PPL is a member of PINES, a program of the Georgia Public Library Service covering 53 library systems in 143 counties; all residents in PINES-supported library systems have access to its combined collection of approximately 10.6 million books. PPL is serviced by GALILEO (GeorgiA LIbrary LEarning Online), a program of the University System of Georgia that offers access to over 100 databases indexing thousands of periodicals and scholarly journals. It also maintains over 10,000 journal titles in full text.

==History==
The first library in Peach County opened in 1878 in Fort Valley, and "housed 2500 volumes of choice and well-selected reading matter. Eight first-class daily papers, numerous weeklies and several standard magazines." While impressive for its time, no other information about this initial library exists today.

The central branch today, the Thomas Public Library, was founded on September 15, 1915 at a members' meeting called by the president of the History Club. By the end of the meeting the Fort Valley Library Association was formed from a donation by Dr. and Mrs. E. G. Thomas, who at the time were lending their 500-volume collection to local friends and patients. The Library Association sought to rent the Evans building in town to store the books, and by September 23 had moved to it. The library was initially funded by monthly $1 donations by 17 local citizens, and by a $25 monthly donation from the local Presbyterian church.

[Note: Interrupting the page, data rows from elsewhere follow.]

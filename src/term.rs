use serde::{Deserialize, Serialize};

/// A glossary entry as seen by the autolinker: the display title and the
/// fully-qualified URI of its entry in the filtered listing.
#[derive(Debug, Clone, PartialEq, Eq, Hash, Serialize, Deserialize)]
pub struct GlossaryTerm {
    pub title: String,
    pub target_uri: String,
}

impl GlossaryTerm {
    /// Builds a term, trimming surrounding whitespace from the title.
    pub fn new(title: impl AsRef<str>, target_uri: impl Into<String>) -> Self {
        Self {
            title: normalize_title(title.as_ref()).to_string(),
            target_uri: target_uri.into(),
        }
    }

    /// The title used for matching. Always trimmed, even for terms built by hand.
    pub fn match_title(&self) -> &str {
        normalize_title(&self.title)
    }

    /// Whether the term can produce a link at all.
    pub fn is_linkable(&self) -> bool {
        !self.match_title().is_empty() && !self.target_uri.is_empty()
    }
}

pub fn normalize_title(title: &str) -> &str {
    title.trim()
}

/// Upper-cased first character of a trimmed title, used for letter grouping.
pub fn first_letter(title: &str) -> Option<String> {
    normalize_title(title)
        .chars()
        .next()
        .map(|ch| ch.to_uppercase().collect())
}

#[cfg(test)]
mod tests {
    use super::*;

    #[test]
    fn new_trims_title() {
        let term = GlossaryTerm::new("  API Gateway \n", "https://example.com/x");
        assert_eq!(term.title, "API Gateway");
    }

    #[test]
    fn whitespace_titles_are_not_linkable() {
        assert!(!GlossaryTerm::new("   ", "https://example.com").is_linkable());
        assert!(!GlossaryTerm::new("", "https://example.com").is_linkable());
        assert!(!GlossaryTerm::new("cat", "").is_linkable());
        assert!(GlossaryTerm::new("cat", "https://example.com").is_linkable());
    }

    #[test]
    fn hand_built_terms_match_on_trimmed_title() {
        let term = GlossaryTerm {
            title: " padded ".to_string(),
            target_uri: "u".to_string(),
        };
        assert_eq!(term.match_title(), "padded");
    }

    #[test]
    fn first_letter_is_uppercased() {
        assert_eq!(first_letter(" apple"), Some("A".to_string()));
        assert_eq!(first_letter("3D"), Some("3".to_string()));
        assert_eq!(first_letter("élan"), Some("É".to_string()));
        assert_eq!(first_letter("  "), None);
    }
}
use crate::listing::ListingFilter;
use crate::term::{GlossaryTerm, normalize_title};
use percent_encoding::{AsciiSet, NON_ALPHANUMERIC, utf8_percent_encode};
use serde::{Deserialize, Serialize};

/// Characters left untouched in a term fragment; matches form-urlencoding.
const FRAGMENT_SET: &AsciiSet = &NON_ALPHANUMERIC.remove(b'-').remove(b'_').remove(b'.');
const SEGMENT_SET: &AsciiSet = &FRAGMENT_SET.remove(b'~');

pub const DEFAULT_SITE_URL: &str = "http://localhost";
pub const DEFAULT_ARCHIVE_SLUG: &str = "glossary";

/// Builds the listing and per-term URIs the autolinker points at.
///
/// Term URIs have the shape `{site}/{slug}/letter/{first char}/#{encoded title}`,
/// so they are stable for a given trimmed title.
#[derive(Debug, Clone, PartialEq, Eq, Serialize, Deserialize)]
pub struct GlossaryUris {
    pub site_url: String,
    pub archive_slug: String,
}

impl Default for GlossaryUris {
    fn default() -> Self {
        Self {
            site_url: DEFAULT_SITE_URL.to_string(),
            archive_slug: DEFAULT_ARCHIVE_SLUG.to_string(),
        }
    }
}

impl GlossaryUris {
    pub fn new(site_url: impl Into<String>) -> Self {
        Self {
            site_url: site_url.into(),
            ..Self::default()
        }
    }

    pub fn with_archive_slug(mut self, slug: impl Into<String>) -> Self {
        self.archive_slug = slug.into();
        self
    }

    /// URI of the unfiltered glossary listing, always with a trailing slash.
    pub fn archive_uri(&self) -> String {
        let site = self.site_url.trim_end_matches('/');
        let slug = self.archive_slug.trim_matches('/');
        if slug.is_empty() {
            format!("{site}/")
        } else {
            format!("{site}/{slug}/")
        }
    }

    /// URI of the listing filtered to `letter`.
    ///
    /// With `remove_active` set and `letter` exactly equal to the active letter
    /// filter, the plain archive URI is returned so the link toggles the filter
    /// off. The comparison is case-sensitive.
    pub fn filter_uri(&self, letter: &str, active: &ListingFilter, remove_active: bool) -> String {
        let archive = self.archive_uri();
        if remove_active && matches!(active, ListingFilter::Letter(current) if current == letter) {
            return archive;
        }
        format!(
            "{archive}letter/{}/",
            utf8_percent_encode(letter, SEGMENT_SET)
        )
    }

    pub fn term_uri(&self, title: &str) -> String {
        let title = normalize_title(title);
        let letter: String = title.chars().take(1).collect();
        let listing = self.filter_uri(&letter, &ListingFilter::None, false);
        format!("{listing}#{}", encode_fragment(title))
    }

    /// Where a request for a single glossary entry should be redirected.
    /// Entries have no page of their own; they live in the letter listing.
    pub fn canonical_entry_uri(&self, title: &str) -> String {
        self.term_uri(title)
    }

    pub fn term(&self, title: &str) -> GlossaryTerm {
        GlossaryTerm::new(title, self.term_uri(title))
    }

    pub fn terms<I, S>(&self, titles: I) -> Vec<GlossaryTerm>
    where
        I: IntoIterator<Item = S>,
        S: AsRef<str>,
    {
        titles
            .into_iter()
            .map(|title| self.term(title.as_ref()))
            .collect()
    }
}

/// Form-urlencodes a title for use as a fragment: spaces become `+`.
pub fn encode_fragment(title: &str) -> String {
    title
        .split(' ')
        .map(|part| utf8_percent_encode(part, FRAGMENT_SET).to_string())
        .collect::<Vec<_>>()
        .join("+")
}
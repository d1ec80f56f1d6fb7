//! A deliberately small markup tokenizer: tags, comments, bracket
//! shortcodes and the text between them. No tree is built.

use regex::Regex;
use std::collections::{HashMap, HashSet};
use std::ops::Range;

#[derive(Debug, Clone, PartialEq, Eq)]
pub enum TokenKind {
    Text,
    Comment,
    /// A `[name ...]`, `[/name]` or `[name ... /]` shortcode.
    Shortcode {
        name: String,
        closing: bool,
        self_closing: bool,
    },
    Tag {
        name: String,
        closing: bool,
        self_closing: bool,
    },
}

#[derive(Debug, Clone, PartialEq, Eq)]
pub struct Token<'a> {
    pub kind: TokenKind,
    /// Byte offset of `raw` within the tokenized input.
    pub start: usize,
    pub raw: &'a str,
}

impl Token<'_> {
    pub fn span(&self) -> Range<usize> {
        self.start..self.start + self.raw.len()
    }
}

/// Splits `input` into tokens. Unterminated `<` or `[` stay part of the text.
pub fn tokenize(input: &str) -> Vec<Token<'_>> {
    let bytes = input.as_bytes();
    let mut tokens = Vec::new();
    let mut text_start = 0;
    let mut pos = 0;
    while pos < bytes.len() {
        let end = match bytes[pos] {
            b'<' => markup_end(bytes, pos),
            b'[' => shortcode_end(bytes, pos),
            _ => None,
        };
        let Some(end) = end else {
            pos += 1;
            continue;
        };
        if text_start < pos {
            tokens.push(Token {
                kind: TokenKind::Text,
                start: text_start,
                raw: &input[text_start..pos],
            });
        }
        let raw = &input[pos..end];
        tokens.push(Token {
            kind: classify(raw),
            start: pos,
            raw,
        });
        pos = end;
        text_start = end;
    }
    if text_start < bytes.len() {
        tokens.push(Token {
            kind: TokenKind::Text,
            start: text_start,
            raw: &input[text_start..],
        });
    }
    tokens
}

fn markup_end(bytes: &[u8], start: usize) -> Option<usize> {
    if bytes[start..].starts_with(b"<!--") {
        return find(bytes, start + 4, b"-->").map(|idx| idx + 3);
    }
    match bytes.get(start + 1) {
        Some(b) if b.is_ascii_alphabetic() || matches!(b, b'/' | b'!' | b'?') => {}
        _ => return None,
    }
    let mut quote = None;
    for (idx, &b) in bytes.iter().enumerate().skip(start + 1) {
        match (quote, b) {
            (Some(q), _) if b == q => quote = None,
            (Some(_), _) => {}
            (None, b'"' | b'\'') => quote = Some(b),
            (None, b'>') => return Some(idx + 1),
            (None, b'<') => return None,
            _ => {}
        }
    }
    None
}

fn shortcode_end(bytes: &[u8], start: usize) -> Option<usize> {
    for (idx, &b) in bytes.iter().enumerate().skip(start + 1) {
        match b {
            b']' => return Some(idx + 1),
            b'[' | b'<' | b'\n' => return None,
            _ => {}
        }
    }
    None
}

fn find(bytes: &[u8], from: usize, needle: &[u8]) -> Option<usize> {
    bytes
        .get(from..)?
        .windows(needle.len())
        .position(|window| window == needle)
        .map(|idx| idx + from)
}

fn classify(raw: &str) -> TokenKind {
    if raw.starts_with("<!--") {
        return TokenKind::Comment;
    }
    let inner = &raw[1..raw.len() - 1];
    let closing = inner.starts_with('/');
    let self_closing = inner.ends_with('/');
    let name = inner
        .trim_start_matches('/')
        .chars()
        .take_while(|ch| ch.is_ascii_alphanumeric() || matches!(ch, '_' | '-'))
        .collect::<String>()
        .to_ascii_lowercase();
    if raw.starts_with('[') {
        return TokenKind::Shortcode {
            name,
            closing,
            self_closing,
        };
    }
    TokenKind::Tag {
        name,
        closing,
        self_closing,
    }
}

/// Open-element counters for the regions where terms must not be linked.
#[derive(Debug, Default)]
struct Exclusions {
    anchor: usize,
    heading: usize,
    raw_text: usize,
    /// Open enclosing shortcodes by name. Only names that are closed
    /// somewhere in the document enclose anything.
    shortcodes: HashMap<String, usize>,
}

impl Exclusions {
    fn track(&mut self, name: &str, closing: bool) {
        let depth = match name {
            "a" => &mut self.anchor,
            "h1" | "h2" | "h3" | "h4" | "h5" | "h6" => &mut self.heading,
            "script" | "style" | "textarea" => &mut self.raw_text,
            _ => return,
        };
        step(depth, closing);
    }

    fn track_shortcode(&mut self, name: &str, closing: bool) {
        step(self.shortcodes.entry(name.to_string()).or_default(), closing);
    }

    fn is_clear(&self) -> bool {
        self.anchor == 0
            && self.heading == 0
            && self.raw_text == 0
            && self.shortcodes.values().all(|depth| *depth == 0)
    }
}

fn step(depth: &mut usize, closing: bool) {
    if closing {
        *depth = depth.saturating_sub(1);
    } else {
        *depth += 1;
    }
}

fn is_word_char(ch: char) -> bool {
    ch.is_ascii_alphanumeric() || matches!(ch, '_' | '-')
}

/// First match of `word` in `text` not touching a word character on either
/// side. The ends of `text` count as boundaries.
pub fn find_word(text: &str, word: &Regex) -> Option<Range<usize>> {
    let mut pos = 0;
    while let Some(found) = word.find_at(text, pos) {
        let before = text[..found.start()].chars().next_back();
        let after = text[found.end()..].chars().next();
        if !before.is_some_and(is_word_char) && !after.is_some_and(is_word_char) {
            return Some(found.range());
        }
        pos = found.start() + text[found.start()..].chars().next().map_or(1, char::len_utf8);
    }
    None
}

/// Finds the first whole-word match of `word` in a text run outside anchors,
/// headings, raw-text elements and paired shortcodes. Tags, comments and
/// shortcodes themselves are never searched.
pub fn find_in_text(content: &str, word: &Regex) -> Option<Range<usize>> {
    let tokens = tokenize(content);
    let closed: HashSet<&str> = tokens
        .iter()
        .filter_map(|token| match &token.kind {
            TokenKind::Shortcode {
                name,
                closing: true,
                ..
            } => Some(name.as_str()),
            _ => None,
        })
        .collect();

    let mut exclusions = Exclusions::default();
    for token in &tokens {
        match &token.kind {
            TokenKind::Tag {
                name,
                closing,
                self_closing,
            } => {
                if !self_closing {
                    exclusions.track(name, *closing);
                }
            }
            TokenKind::Shortcode {
                name,
                closing,
                self_closing,
            } => {
                if !self_closing && closed.contains(name.as_str()) {
                    exclusions.track_shortcode(name, *closing);
                }
            }
            TokenKind::Text if exclusions.is_clear() => {
                if let Some(found) = find_word(token.raw, word) {
                    return Some(token.start + found.start..token.start + found.end);
                }
            }
            _ => {}
        }
    }
    None
}

#[cfg(test)]
mod tests {
    use super::*;

    fn kinds(input: &str) -> Vec<(String, &str)> {
        tokenize(input)
            .into_iter()
            .map(|token| {
                let label = match token.kind {
                    TokenKind::Text => "text".to_string(),
                    TokenKind::Comment => "comment".to_string(),
                    TokenKind::Shortcode { name, closing, .. } => {
                        if closing {
                            format!("[/{name}]")
                        } else {
                            format!("[{name}]")
                        }
                    }
                    TokenKind::Tag { name, closing, .. } => {
                        if closing {
                            format!("/{name}")
                        } else {
                            name
                        }
                    }
                };
                (label, token.raw)
            })
            .collect()
    }

    #[test]
    fn splits_tags_shortcodes_and_text() {
        assert_eq!(
            kinds(r#"<p class="x">Hi [b id=1]there[/b]</p>"#),
            vec![
                ("p".to_string(), r#"<p class="x">"#),
                ("text".to_string(), "Hi "),
                ("[b]".to_string(), "[b id=1]"),
                ("text".to_string(), "there"),
                ("[/b]".to_string(), "[/b]"),
                ("/p".to_string(), "</p>"),
            ]
        );
    }

    #[test]
    fn quoted_angle_brackets_stay_inside_tag() {
        let tokens = kinds(r#"<img alt="a > b">tail"#);
        assert_eq!(tokens[0].1, r#"<img alt="a > b">"#);
        assert_eq!(tokens[1], ("text".to_string(), "tail"));
    }

    #[test]
    fn stray_brackets_are_text() {
        assert_eq!(
            kinds("1 < 2 and [unclosed"),
            vec![("text".to_string(), "1 < 2 and [unclosed")]
        );
    }

    #[test]
    fn comments_are_single_tokens() {
        let tokens = kinds("a<!-- <b>alpha</b> -->c");
        assert_eq!(tokens[1], ("comment".to_string(), "<!-- <b>alpha</b> -->"));
        assert_eq!(tokens.len(), 3);
    }

    #[test]
    fn spans_cover_input_without_gaps() {
        let input = "x<br/>y [sc] é<i>z</i>";
        let tokens = tokenize(input);
        let mut cursor = 0;
        for token in &tokens {
            assert_eq!(token.span().start, cursor);
            cursor = token.span().end;
        }
        assert_eq!(cursor, input.len());
    }

    fn alpha() -> Regex {
        Regex::new("(?i)alpha").expect("regex")
    }

    #[test]
    fn find_word_checks_both_sides() {
        let text = "alphabet _alpha alpha-beta ALPHA.";
        let span = find_word(text, &alpha()).expect("found");
        assert_eq!(span, 27..32);
        assert_eq!(find_word("alpha", &alpha()), Some(0..5));
        assert_eq!(find_word("alphas and xalpha", &alpha()), None);
    }

    #[test]
    fn find_in_text_skips_excluded_regions() {
        let content = "<h1>Alpha</h1><script>alpha</script>[x alpha]<a>alpha</a><p>ALPHA</p>";
        let span = find_in_text(content, &alpha()).expect("found");
        assert_eq!(&content[span], "ALPHA");
    }

    #[test]
    fn find_in_text_returns_none_when_only_excluded() {
        assert_eq!(find_in_text(r#"<a title="alpha">alpha</a>"#, &alpha()), None);
    }

    #[test]
    fn paired_shortcodes_enclose_their_text() {
        let content = "x [caption id=1] the alpha photo [/caption] y";
        assert_eq!(find_in_text(content, &alpha()), None);

        let content = "[caption]alpha[/caption] then alpha";
        assert_eq!(find_in_text(content, &alpha()), Some(30..35));
    }

    #[test]
    fn unpaired_and_self_closing_shortcodes_enclose_nothing() {
        let content = "[gallery ids=1,2] alpha";
        assert_eq!(find_in_text(content, &alpha()), Some(18..23));

        let content = "[embed /] alpha [/other]";
        assert_eq!(find_in_text(content, &alpha()), Some(10..15));
    }

    #[test]
    fn long_text_runs_are_searched() {
        let content = "word ".repeat(200_000) + "alpha end";
        let span = find_in_text(&content, &alpha()).expect("found");
        assert_eq!(span.start, 1_000_000);
    }
}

By 1920, the library was growing at a faster pace than the Association could manage. To lighten the load, a board of trustees was created in the mid-1920s and a Library Auxiliary formed by women library members. By the mid-1930s, when the collection had grown to over 7,000 volumes, the library moved to the recently constructed courthouse to obtain adequate space.

In 1936, with help from the Works Progress Administration (WPA), the town of Byron, Georgia opened its own branch under the supervision of the Thomas Public Library. When the WPA ended, the Byron library joined the Thomas Public Library to create the first iteration of the Peach Public Library system.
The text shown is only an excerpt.